Aida me aconselhou a me aproximar de minha esposa, conquistar seu amor, mas não será fácil. Como ela disse, a moça parece ser carente de amor, mas é justamente esse tipo de comportamento nela que me irrita. Mas não posso negar que seu pedido me deixou surpreso. Justamente quando estou disposto a tentar uma aproximação, mesmo que não seja pelos motivos certos, ela pede para se afastar. Ela não quer mais viver nas dependências do castelo, quer ser livre e isso me incomodou mais do que eu poderia imaginar.

Nego veementemente, muito irritado por vários motivos. Deixo o quarto no momento que vejo uma lágrima escorrer pelos olhos de Maeve, batendo a porta com força. Agora tenho algo importante a fazer: ter uma conversinha com a empregada que tentou matar Maeve.

— Aonde vai com tanta pressa, Sean? – Ouço a voz de Aida atrás de mim, encaro-a com meu mau-humor totalmente explícito em meu rosto.

— Onde você acha? Na prisão – falo, mas continuo a andar.

— Pelo jeito a noite não foi boa – comentou com um sorrisinho idiota no rosto e eu senti vontade de esganá-la ali mesmo.

— Como poderia passar uma noite boa sentado em uma poltrona, sem posição confortável para dormir?

As pessoas que passavam por nós nem nos cumprimentavam, já podiam identificar em meu rosto que eu não estava em um dia bom, e sábias como eram, fingiam que não viam e seguiam com seus afazeres.

Os corredores iam ficando mais estreitos conforme descia os andares do castelo.

— Tem certeza que todo esse mau-humor é devido a uma noite mal dormida na poltrona? Parece que há algo mais.

— Ela pediu para ir embora.

— Como? – A incredulidade tomou a face da maga. – Ela quer voltar para aquele reino de horrores?

— Não. Ela quer que eu a liberte, que a deixe viver em qualquer lugar do reino, mas longe de mim.

— Não consegue imaginar o motivo desse pedido, Sean?

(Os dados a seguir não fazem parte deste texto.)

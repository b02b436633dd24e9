//! FILENAME: cube-engine/src/tests.rs
//! PURPOSE: End-to-end cube scenarios across the enumerator and result layers.

use std::fmt;
use std::hash::Hash;

use rustc_hash::{FxHashMap, FxHashSet};

use crate::aggregate::{measure, AggregationType};
use crate::definition::{CubeOptions, GroupKey, SpecifiedDimensions};
use crate::engine::{cube, cube1, cube2, cube3, cube4, cube_dyn, cube_with, try_cube_with};
use crate::error::CubeError;
use crate::keys::{CubeKeys, OrderedFloat};
use crate::result::CubeResult;
use crate::source::{CubeSource, Group};

#[derive(Debug, Clone)]
struct Sale {
    region: String,
    category: String,
    channel: &'static str,
    year: u16,
    amount: i64,
}

fn sale(region: &str, category: &str, amount: i64) -> Sale {
    Sale {
        region: region.to_string(),
        category: category.to_string(),
        channel: "web",
        year: 2024,
        amount,
    }
}

fn sum_amount(group: &[&Sale]) -> i64 {
    group.iter().map(|s| s.amount).sum()
}

fn three_sales() -> Vec<Sale> {
    vec![sale("E", "A", 10), sale("E", "B", 5), sale("W", "A", 7)]
}

fn many_sales() -> Vec<Sale> {
    let regions = ["N", "S", "E", "W"];
    let categories = ["A", "B", "C"];
    let channels = ["web", "store"];
    (0..60)
        .map(|i| Sale {
            region: regions[i % 4].to_string(),
            category: categories[i % 3].to_string(),
            channel: channels[(i / 5) % 2],
            year: 2020 + (i % 5) as u16,
            amount: (i as i64 * 7) % 23,
        })
        .collect()
}

/// Reference grouping of the source by one selector.
fn group_by_one<K: Eq + Hash>(sales: &[Sale], key: impl Fn(&Sale) -> K) -> FxHashMap<K, i64> {
    let mut map: FxHashMap<K, i64> = FxHashMap::default();
    for s in sales {
        *map.entry(key(s)).or_insert(0) += s.amount;
    }
    map
}

/// Aggregates keyed by subset tag and key tuple, independent of row order.
fn rows_by_key<D: CubeKeys, A: Clone>(
    result: &CubeResult<D, A>,
) -> FxHashMap<(SpecifiedDimensions, D), A> {
    result
        .all_rows()
        .iter()
        .map(|row| ((row.specified(), row.keys().clone()), row.aggregate().clone()))
        .collect()
}

// ========================================
// CONCRETE SCENARIOS
// ========================================

#[test]
fn test_two_dimension_region_category() {
    let sales = three_sales();
    let result = cube2(
        &sales,
        |s: &Sale| s.region.clone(),
        |s: &Sale| s.category.clone(),
        sum_amount,
    )
    .unwrap();

    let regions = result.dimension::<1>();
    assert_eq!(regions.len(), 2);
    assert_eq!(regions["E"], 15);
    assert_eq!(regions["W"], 7);

    let categories = result.dimension::<2>();
    assert_eq!(categories.len(), 2);
    assert_eq!(categories["A"], 17);
    assert_eq!(categories["B"], 5);

    assert_eq!(*result.grand_total().unwrap(), 22);

    assert_eq!(result.subsets().len(), 4);
    assert_eq!(result.rows_for(SpecifiedDimensions::all(2)).count(), 3);
    assert_eq!(result.all_rows().len(), 1 + 2 + 2 + 3);
}

#[test]
fn test_empty_source_count() {
    let sales: Vec<Sale> = Vec::new();
    let result = cube1(&sales, |s: &Sale| s.region.clone(), |g: &[&Sale]| g.len()).unwrap();

    assert!(result.dimension::<1>().is_empty());
    assert_eq!(*result.grand_total().unwrap(), 0);
    assert_eq!(result.all_rows().len(), 1);
    assert_eq!(result.subsets(), vec![SpecifiedDimensions::NONE]);
}

#[test]
fn test_empty_source_average_is_callers_contract() {
    let sales: Vec<Sale> = Vec::new();
    let result = cube1(
        &sales,
        |s: &Sale| s.year,
        measure(AggregationType::Average, |s: &Sale| Some(s.amount as f64)),
    )
    .unwrap();
    assert!(result.grand_total().unwrap().is_nan());
}

// ========================================
// POWER SET & ROW COUNTS
// ========================================

#[test]
fn test_power_set_completeness_four_dimensions() {
    let sales = many_sales();
    let result = cube4(
        &sales,
        |s: &Sale| s.region.clone(),
        |s: &Sale| s.category.clone(),
        |s: &Sale| s.channel,
        |s: &Sale| s.year,
        sum_amount,
    )
    .unwrap();

    let expected: Vec<SpecifiedDimensions> = SpecifiedDimensions::subsets(4).collect();
    assert_eq!(result.subsets(), expected);
    assert_eq!(result.dimensions(), 4);
    assert_eq!(result.stats().subsets, 16);

    assert_eq!(*result.dimension::<1>(), group_by_one(&sales, |s| s.region.clone()));
    assert_eq!(*result.dimension::<2>(), group_by_one(&sales, |s| s.category.clone()));
    assert_eq!(*result.dimension::<3>(), group_by_one(&sales, |s| s.channel));
    assert_eq!(*result.dimension::<4>(), group_by_one(&sales, |s| s.year));

    for specified in SpecifiedDimensions::subsets(4) {
        let distinct: FxHashSet<(Option<String>, Option<String>, Option<&str>, Option<u16>)> =
            sales
                .iter()
                .map(|s| {
                    (
                        specified.contains(1).then(|| s.region.clone()),
                        specified.contains(2).then(|| s.category.clone()),
                        specified.contains(3).then_some(s.channel),
                        specified.contains(4).then_some(s.year),
                    )
                })
                .collect();
        assert_eq!(
            result.rows_for(specified).count(),
            distinct.len(),
            "row count for subset {}",
            specified
        );
    }
}

#[test]
fn test_row_count_matches_distinct_combinations() {
    let sales = many_sales();
    let result = cube3(
        &sales,
        |s: &Sale| s.region.clone(),
        |s: &Sale| s.category.clone(),
        |s: &Sale| s.channel,
        sum_amount,
    )
    .unwrap();

    for specified in SpecifiedDimensions::subsets(3) {
        let distinct: FxHashSet<(Option<String>, Option<String>, Option<&str>)> = sales
            .iter()
            .map(|s| {
                (
                    specified.contains(1).then(|| s.region.clone()),
                    specified.contains(2).then(|| s.category.clone()),
                    specified.contains(3).then_some(s.channel),
                )
            })
            .collect();
        assert_eq!(
            result.rows_for(specified).count(),
            distinct.len(),
            "row count for subset {}",
            specified
        );
    }
}

#[test]
fn test_rows_carry_keys_only_for_specified_dimensions() {
    let sales = many_sales();
    let result = cube2(&sales, |s: &Sale| s.region.clone(), |s: &Sale| s.year, sum_amount).unwrap();

    for row in result.all_rows() {
        assert_eq!(row.key::<1>().is_some(), row.specified().contains(1));
        assert_eq!(row.key::<2>().is_some(), row.specified().contains(2));
    }
}

// ========================================
// MARGINALS & GRAND TOTAL
// ========================================

#[test]
fn test_marginals_match_single_dimension_grouping() {
    let sales = many_sales();
    let result = cube3(
        &sales,
        |s: &Sale| s.region.clone(),
        |s: &Sale| s.channel,
        |s: &Sale| s.year,
        sum_amount,
    )
    .unwrap();

    assert_eq!(*result.dimension::<1>(), group_by_one(&sales, |s| s.region.clone()));
    assert_eq!(*result.dimension::<2>(), group_by_one(&sales, |s| s.channel));
    assert_eq!(*result.dimension::<3>(), group_by_one(&sales, |s| s.year));
    assert_eq!(*result.grand_total().unwrap(), sum_amount(&sales.iter().collect::<Vec<_>>()));
}

#[test]
fn test_memoization_computes_once() {
    let sales = three_sales();
    let result = cube2(
        &sales,
        |s: &Sale| s.region.clone(),
        |s: &Sale| s.category.clone(),
        sum_amount,
    )
    .unwrap();
    assert_eq!(result.lazy_computations(), 0);

    let first = result.dimension::<1>().clone();
    let second = result.dimension::<1>().clone();
    assert_eq!(first, second);
    assert_eq!(result.lazy_computations(), 1);

    assert_eq!(result.grand_total().unwrap(), result.grand_total().unwrap());
    assert_eq!(result.lazy_computations(), 2);

    result.dimension::<2>();
    result.dimension::<2>();
    assert_eq!(result.lazy_computations(), 3);
}

#[test]
fn test_concurrent_readers_share_one_computation() {
    let sales = many_sales();
    let result = cube2(&sales, |s: &Sale| s.region.clone(), |s: &Sale| s.year, sum_amount).unwrap();

    std::thread::scope(|scope| {
        for _ in 0..8 {
            scope.spawn(|| {
                assert_eq!(result.dimension::<1>().len(), 4);
                assert_eq!(result.dimension::<2>().len(), 5);
                assert!(result.grand_total().is_ok());
            });
        }
    });

    assert_eq!(result.lazy_computations(), 3);
}

#[test]
fn test_present_default_value_is_not_rolled_up() {
    let data: Vec<(Option<&'static str>, i64)> = vec![(None, 4), (Some("x"), 6), (None, 1)];
    let result = cube1(
        &data,
        |r: &(Option<&'static str>, i64)| r.0,
        |g: &[&(Option<&'static str>, i64)]| g.iter().map(|r| r.1).sum::<i64>(),
    )
    .unwrap();

    let marginal = result.dimension::<1>();
    assert_eq!(marginal.len(), 2);
    assert_eq!(marginal[&None], 5);
    assert_eq!(marginal[&Some("x")], 6);
    assert_eq!(*result.grand_total().unwrap(), 11);

    let none_row = result
        .rows_for(SpecifiedDimensions::DIM1)
        .find(|r| r.key::<1>() == Some(&GroupKey::new(None)))
        .unwrap();
    assert_eq!(*none_row.aggregate(), 5);
}

#[test]
fn test_float_dimension() {
    let data = vec![(0.5f64, 1u32), (0.5, 2), (1.25, 3)];
    let result = cube(
        &data,
        (|r: &(f64, u32)| OrderedFloat(r.0),),
        |g: &[&(f64, u32)]| g.iter().map(|r| r.1).sum::<u32>(),
    )
    .unwrap();

    assert_eq!(result.dimension::<1>()[&OrderedFloat(0.5)], 3);
    assert_eq!(result.dimension::<1>()[&OrderedFloat(1.25)], 3);
}

// ========================================
// EVALUATION MODES
// ========================================

#[test]
fn test_parallel_matches_sequential() {
    let sales = many_sales();
    let dims = (
        |s: &Sale| s.region.clone(),
        |s: &Sale| s.category.clone(),
        |s: &Sale| s.year,
    );

    let sequential = cube_with(&sales, &dims, sum_amount, &CubeOptions::default()).unwrap();
    let parallel = cube_with(
        &sales,
        &dims,
        sum_amount,
        &CubeOptions::parallel().with_label("sales"),
    )
    .unwrap();

    assert_eq!(sequential.all_rows().len(), parallel.all_rows().len());
    assert_eq!(rows_by_key(&sequential), rows_by_key(&parallel));
    for specified in SpecifiedDimensions::subsets(3) {
        assert_eq!(
            sequential.rows_for(specified).count(),
            parallel.rows_for(specified).count(),
            "row count for subset {}",
            specified
        );
    }
    assert_eq!(sequential.dimension::<1>(), parallel.dimension::<1>());
    assert_eq!(sequential.dimension::<2>(), parallel.dimension::<2>());
    assert_eq!(sequential.dimension::<3>(), parallel.dimension::<3>());
    assert_eq!(sequential.grand_total().unwrap(), parallel.grand_total().unwrap());
}

#[test]
fn test_dynamic_selectors() {
    let sales = many_sales();
    let selectors: Vec<Box<dyn Fn(&Sale) -> String + Send + Sync>> = vec![
        Box::new(|s| s.region.clone()),
        Box::new(|s| s.category.clone()),
    ];

    let result = cube_dyn(&sales, &selectors, sum_amount, &CubeOptions::parallel()).unwrap();

    assert_eq!(result.subsets().len(), 4);
    assert_eq!(
        *result.dimension_at(1).unwrap(),
        group_by_one(&sales, |s| s.region.clone())
    );
    assert_eq!(
        *result.dimension_at(2).unwrap(),
        group_by_one(&sales, |s| s.category.clone())
    );
    assert!(matches!(
        result.dimension_at(3),
        Err(CubeError::InvalidDimension { index: 3, dimensions: 2 })
    ));
    assert!(matches!(
        result.dimension_at(0),
        Err(CubeError::InvalidDimension { index: 0, .. })
    ));
}

// ========================================
// FAILURE PROPAGATION
// ========================================

#[derive(Debug)]
struct Unreachable;

impl fmt::Display for Unreachable {
    fn fmt(&self, f: &mut fmt::Formatter<'_>) -> fmt::Result {
        write!(f, "store unreachable")
    }
}

impl std::error::Error for Unreachable {}

/// A source whose grouping pass fails once a grouped query is issued.
struct FlakyStore {
    sales: Vec<Sale>,
}

impl CubeSource for FlakyStore {
    type Record = Sale;

    fn partition<K, F>(&self, _key: F) -> Result<Vec<Group<'_, K, Sale>>, CubeError>
    where
        K: Eq + Hash,
        F: Fn(&Sale) -> K,
    {
        Err(CubeError::Source(Box::new(Unreachable)))
    }

    fn single_group(&self) -> Result<Vec<&Sale>, CubeError> {
        Ok(self.sales.iter().collect())
    }
}

#[test]
fn test_source_failure_prevents_result() {
    let store = FlakyStore { sales: three_sales() };
    for options in [CubeOptions::default(), CubeOptions::parallel()] {
        let err = cube_with(&store, &(|s: &Sale| s.year,), sum_amount, &options).unwrap_err();
        assert!(matches!(err, CubeError::Source(_)));
        assert_eq!(err.to_string(), "Source error: store unreachable");
    }
}

#[test]
fn test_aggregate_failure_on_nonempty_groups() {
    let sales = three_sales();
    let err = try_cube_with(
        &sales,
        &(|s: &Sale| s.region.clone(), |s: &Sale| s.category.clone()),
        |g: &[&Sale]| {
            if g.iter().any(|s| s.category == "B") && g.len() == 1 {
                Err(Unreachable)
            } else {
                Ok(g.len())
            }
        },
        &CubeOptions::parallel(),
    )
    .unwrap_err();

    match err {
        CubeError::Aggregate { dimensions, .. } => {
            // Only the category-only and full subsets isolate the single B sale.
            assert!(dimensions.contains(2));
        }
        other => panic!("unexpected error: {other}"),
    }
}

— Não, só consigo ver que justamente quando decido me aproximar, ela quer se afastar.

— Mas esse é o melhor momento para você se aproximar. Ela está mostrando a você o que quer, e não é se afastar.

Encaro-a confuso. Essa maga deve ter tomado um barril de vinho na noite anterior e todo o álcool ainda não deixou seu corpo.

— Se você me explicar, agradeço.

— Ela está se apaixonando por você e não suporta seu desprezo, dê a ela o que quer e em breve terá o amor de Maeve.

Decido não responder, pois acabamos de chegar na prisão onde a empregada que tentou matar Maeve esta presa. Peço a um guarda que abra a porta do cubículo onde ela se encontra.

Entro com Aida atrás de mim e encaro a mulher encolhida. A cela fria fazia meus pelos arrepiarem, podia imaginar o que a mulher havia passado naquele lugar durante a noite, mas era um bom castigo enquanto estava presa neste lugar.

— Acho bom começar a falar o que aconteceu naquele lugar.

Falo e meu tom não é nada agradável, vejo que ela se encolhe ainda mais.

— Não sei do que está falando, majestade.

A garota responde levantando seus olhos acinzentados na minha direção.

— Impossível não saber sobre o ataque à minha esposa no bosque do castelo. – A maga se posiciona ao meu lado de braços cruzados, encarando a empregada. – É melhor começar a falar, antes que eu perca a paciência e faça uso de métodos nada agradáveis para tirar de você tudo que eu quiser saber.

A empregada se senta e coloca as mãos entre as saias, retorcendo-as de maneira nervosa, mas balança a cabeça de forma afirmativa.

— O que o senhor deseja saber, majestade?